___ Exercise inputs ___
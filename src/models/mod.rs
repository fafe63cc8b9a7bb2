//! Core data models for the paper projection store.
//!
//! This module contains the fundamental data structures used across the application:
//! the canonical paper record as it arrives from an input source, the denormalized
//! payload copied into every projection, and the projection item itself.

use serde::{Deserialize, Serialize};

/// Canonical metadata for a research paper, as loaded from an input source.
///
/// Every field except the identifier may be absent in the source document and
/// defaults to empty. The identifier is optional here so that a record missing it
/// can still be parsed and then rejected by the projection planner.
#[derive(Debug, Clone, Default, Serialize, Deserialize, PartialEq)]
pub struct Paper {
    /// arXiv identifier (e.g. "2301.12345")
    #[serde(default)]
    pub arxiv_id: Option<String>,

    /// Paper title
    #[serde(default)]
    pub title: String,

    /// Ordered list of author names
    #[serde(default)]
    pub authors: Vec<String>,

    /// Abstract text, used for keyword extraction
    #[serde(default, rename = "abstract")]
    pub abstract_text: String,

    /// Category tags (e.g. "cs.LG")
    #[serde(default)]
    pub categories: Vec<String>,

    /// Raw publication timestamp (e.g. "2023-01-15T10:30:00Z")
    #[serde(default)]
    pub published: String,

    /// Explicit keyword list; extracted from the abstract when absent or empty
    #[serde(default, skip_serializing_if = "Option::is_none")]
    pub keywords: Option<Vec<String>>,
}

/// The full denormalized attribute set stored with every projection item.
///
/// All items derived from one paper carry an identical payload.
#[derive(Debug, Clone, Serialize, Deserialize, PartialEq, Eq)]
pub struct PaperPayload {
    pub arxiv_id: String,
    pub title: String,
    pub authors: Vec<String>,
    #[serde(rename = "abstract")]
    pub abstract_text: String,
    pub categories: Vec<String>,
    /// Lowercased keywords backing the keyword index
    pub keywords: Vec<String>,
    /// Raw publication timestamp, or `<date>T00:00:00Z` when the source had none
    pub published: String,
    /// Normalized `YYYY-MM-DD` date used in sort keys
    pub published_date: String,
}

/// Alternate key pair under which an item is visible in a secondary index.
#[derive(Debug, Clone, Serialize, Deserialize, PartialEq, Eq)]
pub struct SecondaryKey {
    /// Name of the secondary index (e.g. "AuthorIndex")
    pub index: String,
    pub partition_key: String,
    pub sort_key: String,
}

/// One denormalized copy of a paper stored under one access-pattern key.
#[derive(Debug, Clone, Serialize, Deserialize, PartialEq, Eq)]
pub struct ProjectionItem {
    /// Primary hash key
    pub partition_key: String,

    /// Primary range key
    pub sort_key: String,

    /// Secondary index projection, if this item serves an index-backed pattern
    #[serde(default, skip_serializing_if = "Option::is_none")]
    pub secondary: Option<SecondaryKey>,

    /// Denormalized paper attributes
    #[serde(flatten)]
    pub payload: PaperPayload,
}

impl ProjectionItem {
    /// The primary key pair identifying this item in the store.
    pub fn key(&self) -> (&str, &str) {
        (&self.partition_key, &self.sort_key)
    }

    /// Which access pattern this item serves, derived from its partition key prefix.
    pub fn kind(&self) -> Option<ProjectionKind> {
        ProjectionKind::from_partition_key(&self.partition_key)
    }
}

/// The four kinds of projection produced for each paper.
#[derive(Debug, Clone, Copy, Serialize, Deserialize, PartialEq, Eq, Hash)]
#[serde(rename_all = "lowercase")]
pub enum ProjectionKind {
    /// Canonical self-item (`PAPER#<id>`)
    Paper,

    /// Per-category item (`CATEGORY#<category>`)
    Category,

    /// Per-author item (`AUTHOR#<name>`)
    Author,

    /// Per-keyword item (`KEYWORD#<keyword>`)
    Keyword,
}

impl ProjectionKind {
    /// All kinds, in the order the run summary reports them.
    pub const ALL: [ProjectionKind; 4] = [
        ProjectionKind::Category,
        ProjectionKind::Author,
        ProjectionKind::Keyword,
        ProjectionKind::Paper,
    ];

    /// The partition key prefix for this kind, including the `#` separator.
    pub fn prefix(self) -> &'static str {
        match self {
            ProjectionKind::Paper => "PAPER#",
            ProjectionKind::Category => "CATEGORY#",
            ProjectionKind::Author => "AUTHOR#",
            ProjectionKind::Keyword => "KEYWORD#",
        }
    }

    /// Human-readable label used in logs and summaries.
    pub fn label(self) -> &'static str {
        match self {
            ProjectionKind::Paper => "Paper",
            ProjectionKind::Category => "Category",
            ProjectionKind::Author => "Author",
            ProjectionKind::Keyword => "Keyword",
        }
    }

    /// Determine the kind of a partition key from its prefix.
    ///
    /// # Returns
    /// `None` if the key does not start with a known prefix
    pub fn from_partition_key(partition_key: &str) -> Option<Self> {
        Self::ALL
            .into_iter()
            .find(|kind| partition_key.starts_with(kind.prefix()))
    }
}

/// Per-kind item counts.
#[derive(Debug, Clone, Copy, Default, Serialize, Deserialize, PartialEq, Eq)]
pub struct KindCounts {
    pub paper: usize,
    pub category: usize,
    pub author: usize,
    pub keyword: usize,
}

impl KindCounts {
    /// Add `n` to the counter for `kind`.
    pub fn add(&mut self, kind: ProjectionKind, n: usize) {
        match kind {
            ProjectionKind::Paper => self.paper += n,
            ProjectionKind::Category => self.category += n,
            ProjectionKind::Author => self.author += n,
            ProjectionKind::Keyword => self.keyword += n,
        }
    }

    pub fn get(&self, kind: ProjectionKind) -> usize {
        match kind {
            ProjectionKind::Paper => self.paper,
            ProjectionKind::Category => self.category,
            ProjectionKind::Author => self.author,
            ProjectionKind::Keyword => self.keyword,
        }
    }

    /// Sum across all kinds.
    pub fn total(&self) -> usize {
        self.paper + self.category + self.author + self.keyword
    }

    /// Merge another set of counts into this one.
    pub fn merge(&mut self, other: &KindCounts) {
        for kind in ProjectionKind::ALL {
            self.add(kind, other.get(kind));
        }
    }
}

#[cfg(test)]
mod tests {
    use super::*;

    #[test]
    fn test_kind_from_partition_key() {
        assert_eq!(ProjectionKind::from_partition_key("PAPER#2301.00001"), Some(ProjectionKind::Paper));
        assert_eq!(ProjectionKind::from_partition_key("CATEGORY#cs.LG"), Some(ProjectionKind::Category));
        assert_eq!(ProjectionKind::from_partition_key("AUTHOR#Alice Smith"), Some(ProjectionKind::Author));
        assert_eq!(ProjectionKind::from_partition_key("KEYWORD#graph"), Some(ProjectionKind::Keyword));
        assert_eq!(ProjectionKind::from_partition_key("VENUE#neurips"), None);
    }

    #[test]
    fn test_kind_counts_merge() {
        let mut a = KindCounts::default();
        a.add(ProjectionKind::Author, 2);
        a.add(ProjectionKind::Paper, 1);

        let mut b = KindCounts::default();
        b.add(ProjectionKind::Author, 1);
        b.add(ProjectionKind::Keyword, 10);

        a.merge(&b);
        assert_eq!(a.author, 3);
        assert_eq!(a.keyword, 10);
        assert_eq!(a.total(), 14);
    }

    #[test]
    fn test_paper_deserializes_with_missing_fields() {
        let paper: Paper = serde_json::from_str(r#"{"arxiv_id": "2301.00001", "abstract": "text"}"#).unwrap();
        assert_eq!(paper.arxiv_id.as_deref(), Some("2301.00001"));
        assert_eq!(paper.abstract_text, "text");
        assert!(paper.authors.is_empty());
        assert!(paper.keywords.is_none());
    }

    #[test]
    fn test_item_serializes_payload_flat() {
        let item = ProjectionItem {
            partition_key: "PAPER#1".to_string(),
            sort_key: "A".to_string(),
            secondary: None,
            payload: PaperPayload {
                arxiv_id: "1".to_string(),
                title: "T".to_string(),
                authors: vec![],
                abstract_text: String::new(),
                categories: vec![],
                keywords: vec![],
                published: "2023-01-01T00:00:00Z".to_string(),
                published_date: "2023-01-01".to_string(),
            },
        };
        let value = serde_json::to_value(&item).unwrap();
        assert_eq!(value["partition_key"], "PAPER#1");
        assert_eq!(value["arxiv_id"], "1");
        assert!(value.get("secondary").is_none());

        let back: ProjectionItem = serde_json::from_value(value).unwrap();
        assert_eq!(back, item);
    }
}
___
Exercise details
What you write should match, character for character, the lines from the one with "let mut b = KindCounts::default();" to the end of the data, both included.

Reply to the exercise
        let mut b = KindCounts::default();
        b.add(ProjectionKind::Author, 1);
        b.add(ProjectionKind::Keyword, 10);

        a.merge(&b);
        assert_eq!(a.author, 3);
        assert_eq!(a.keyword, 10);
        assert_eq!(a.total(), 14);
    }

    #[test]
    fn test_paper_deserializes_with_missing_fields() {
        let paper: Paper = serde_json::from_str(r#"{"arxiv_id": "2301.00001", "abstract": "text"}"#).unwrap();
        assert_eq!(paper.arxiv_id.as_deref(), Some("2301.00001"));
        assert_eq!(paper.abstract_text, "text");
        assert!(paper.authors.is_empty());
        assert!(paper.keywords.is_none());
    }

    #[test]
    fn test_item_serializes_payload_flat() {
        let item = ProjectionItem {
            partition_key: "PAPER#1".to_string(),
            sort_key: "A".to_string(),
            secondary: None,
            payload: PaperPayload {
                arxiv_id: "1".to_string(),
                title: "T".to_string(),
                authors: vec![],
                abstract_text: String::new(),
                categories: vec![],
                keywords: vec![],
                published: "2023-01-01T00:00:00Z".to_string(),
                published_date: "2023-01-01".to_string(),
            },
        };
        let value = serde_json::to_value(&item).unwrap();
        assert_eq!(value["partition_key"], "PAPER#1");
        assert_eq!(value["arxiv_id"], "1");
        assert!(value.get("secondary").is_none());

        let back: ProjectionItem = serde_json::from_value(value).unwrap();
        assert_eq!(back, item);
    }
}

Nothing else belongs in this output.